Selenoproteins in human body: focus on thyroid pathophysiology

  • Ana Valea
  • Carmen Emanuela Georgescu
Review Article

Abstract

Selenium (Se) has a multilevel, complex and dynamic effect on the human body as a major component of selenocysteine, incorporated into selenoproteins, which include the selenocysteine-containing enzymes iodothyronine deiodinases. At the thyroid level, these proteins play an essential role in antioxidant protection and hormone metabolism. This is a narrative review based on PubMed/Medline database research regarding thyroid physiology and conditions with Se and Se-protein interferences. In humans, Se-dependent enzyme functions are best expressed through optimal Se intake, although there is gap in our knowledge concerning the precise mechanisms underlying the interrelation. There is a good level of evidence linking low serum Se to autoimmune thyroid diseases and, to a lesser extent, differentiated thyroid cancer. However, when it comes to routine supplementation, the results are heterogeneous, except in the case of mild Graves’ orbitopathy. Autoimmune hypothyroidism is associated with a state of higher oxidative stress, but not all studies found an improvement of thyroid function after Se was introduced as antioxidant support. Meanwhile, no routine supplementation is recommended. Low Se intake is correlated with an increased risk of developing antithyroid antibodies, its supplementation decreasing their titres; there is also a potential reduction in levothyroxine replacement dose required for hypothyroidism and/or the possibility that it prevents progression of subclinical hypothyroidism, although not all studies agree. In thyroid-associated orbitopathy, euthyroidism is more rapidly achieved if the micronutrient is added to traditional drugs, while controls appear to benefit from the microelement only if they are deficient; thus, a basal assay of Se appears advisable to better select patients who need substitution. Clearly, further Se status biomarkers are required.
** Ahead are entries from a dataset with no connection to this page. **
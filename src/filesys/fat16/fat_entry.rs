//! FAT16 file allocation table entry

use super::constants::*;

/// Represents a 16-bit FAT entry pointing to the next cluster in a chain
#[derive(Debug, Clone, Copy, PartialEq, Eq)]
pub struct FatEntry {
    /// Cluster number or special value (0=free, >=0xFFF8=end)
    pub cluster: u16,
}

impl FatEntry {
    /// Returns true if this entry marks the end of a cluster chain
    pub fn is_end_of_chain(&self) -> bool {
        self.cluster >= FAT_EOC_MIN
    }

    /// Returns true if this cluster is unused/free
    pub fn is_free(&self) -> bool {
        self.cluster == FAT_FREE
    }

    pub fn is_bad(&self) -> bool {
        self.cluster == FAT_BAD
    }

    /// Next cluster of the chain, if this entry links to one
    pub fn next(&self) -> Option<u16> {
        match self.cluster {
            FIRST_DATA_CLUSTER..=FAT_MAX_LINK => Some(self.cluster),
            _ => None,
        }
    }
}

#[cfg(test)]
mod tests {
    use super::*;

    #[test]
    fn classifies_special_values() {
        assert!(FatEntry { cluster: FAT_FREE }.is_free());
        assert!(FatEntry { cluster: 0xFFF8 }.is_end_of_chain());
        assert!(FatEntry { cluster: FAT_EOC }.is_end_of_chain());
        assert!(FatEntry { cluster: FAT_BAD }.is_bad());
        assert_eq!(FatEntry { cluster: FAT_RESERVED }.next(), None);
        assert_eq!(FatEntry { cluster: 0xFFF0 }.next(), None);
        assert_eq!(FatEntry { cluster: 0x0002 }.next(), Some(2));
        assert_eq!(FatEntry { cluster: FAT_MAX_LINK }.next(), Some(FAT_MAX_LINK));
    }
}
Future introduction of individual supplementation algorithms based on baseline micronutrient levels, underlying or at-risk clinical conditions, and perhaps selenoprotein gene polymorphisms is envisaged.

Keywords

Selenium Selenoproteins Selenocysteine Iodothyronine deiodinases Chronic autoimmune Hashimoto’s thyroiditis Differentiated thyroid cancer Graves’ disease Orbitopathy Malignancy 

Abbreviations

CHEK2 gene

Checkpoint kinase

DNA

Deoxyribonucleic Acid

DIO

Iodothyronine deiodinases

EFSec

Elongation factor of Sec

GPx

Glutathione peroxidases

MSRB1

Methionine-R-sulfoxide reductase 1

NIS

Sodium-iodide symporter

PACAP

Pituitary adenylate cyclase-activating polypeptide

PCR

Polymerase chain reaction

PCR-RFLP

Polymerase chain reaction-restriction fragment length polymorphism

Pax8

Paired box 8

ROS

Reactive oxygen species

Selenium

Se

Se-protein

Selenoprotein

Sec

Selenocysteine

SECIS

Selenocysteine-insertion sequence

SBP2

SECIS Binding protein

SELENOP1 or SePP1

Selenoprotein P1

SEPN1

Selenoprotein N

SELENOS

Selenoprotein S

SEPSECS

Selenocysteine synthase

SNP

Single nucleotide polymorphism

SEPHS2

Selenophosphate synthetase 2

TXNRD

Thioredoxin reductases

TXNRD2

Thioredoxin reductase 2

T4

Thyroxine

T3

Triiodothyronine

TSH

Thyroid stimulating hormone

TRAb

TSH receptor autoantibodies

TPOAb

Antithyroperoxidase antibody

TgAb

Antithyroglobulin antibodies

ThyPRO

Thyroid patient-reported outcome

TXNRD1

Thioredoxin/thioredoxin reductase-1

Notes

Compliance with ethical standards

Conflict of interest

The authors declare that they have no conflict of interest.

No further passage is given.